▸ **AIM OF THE EXERCISE**: Exactly transcribe the line that holds "let data = read_input(&args.payload)?;" and every remaining line of the records, up to and including the final one, with nothing else.

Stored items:

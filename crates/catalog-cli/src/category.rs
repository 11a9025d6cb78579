//! # Category Subcommand
//!
//! Validates a category create/update payload the way the write path does
//! and prints the collected field errors as JSON.

use std::path::PathBuf;

use anyhow::{Context, Result};
use clap::Args;
use serde_json::json;

use catalog_core::{CatalogError, FieldErrors};
use catalog_schema::parse_category;

use crate::read_input;

/// Arguments for the category subcommand.
#[derive(Args, Debug)]
pub struct CategoryArgs {
    /// Path to the category payload JSON file.
    pub payload: PathBuf,
}

/// Response body listing every violation by field.
pub fn render_errors(errors: &FieldErrors) -> Result<String> {
    serde_json::to_string_pretty(&json!({ "errors": errors }))
        .context("cannot serialize validation errors")
}

/// Execute the category subcommand.
pub fn run_category(args: &CategoryArgs) -> Result<u8> {
    let data = read_input(&args.payload)?;
    match parse_category(&data) {
        Ok(_) => {
            tracing::info!(path = %args.payload.display(), "category is valid");
            println!("OK    {}", args.payload.display());
            Ok(0)
        }
        Err(CatalogError::Serialization(e)) => {
            eprintln!("{}: malformed category payload: {e}", args.payload.display());
            Ok(1)
        }
        Err(CatalogError::Validation(errors)) => {
            println!("{}", render_errors(&errors)?);
            Ok(1)
        }
        Err(e) => Err(e).context("category validation failed"),
    }
}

▸ **OUTPUT OF THE TASK**:
    let data = read_input(&args.payload)?;
    match parse_category(&data) {
        Ok(_) => {
            tracing::info!(path = %args.payload.display(), "category is valid");
            println!("OK    {}", args.payload.display());
            Ok(0)
        }
        Err(CatalogError::Serialization(e)) => {
            eprintln!("{}: malformed category payload: {e}", args.payload.display());
            Ok(1)
        }
        Err(CatalogError::Validation(errors)) => {
            println!("{}", render_errors(&errors)?);
            Ok(1)
        }
        Err(e) => Err(e).context("category validation failed"),
    }
}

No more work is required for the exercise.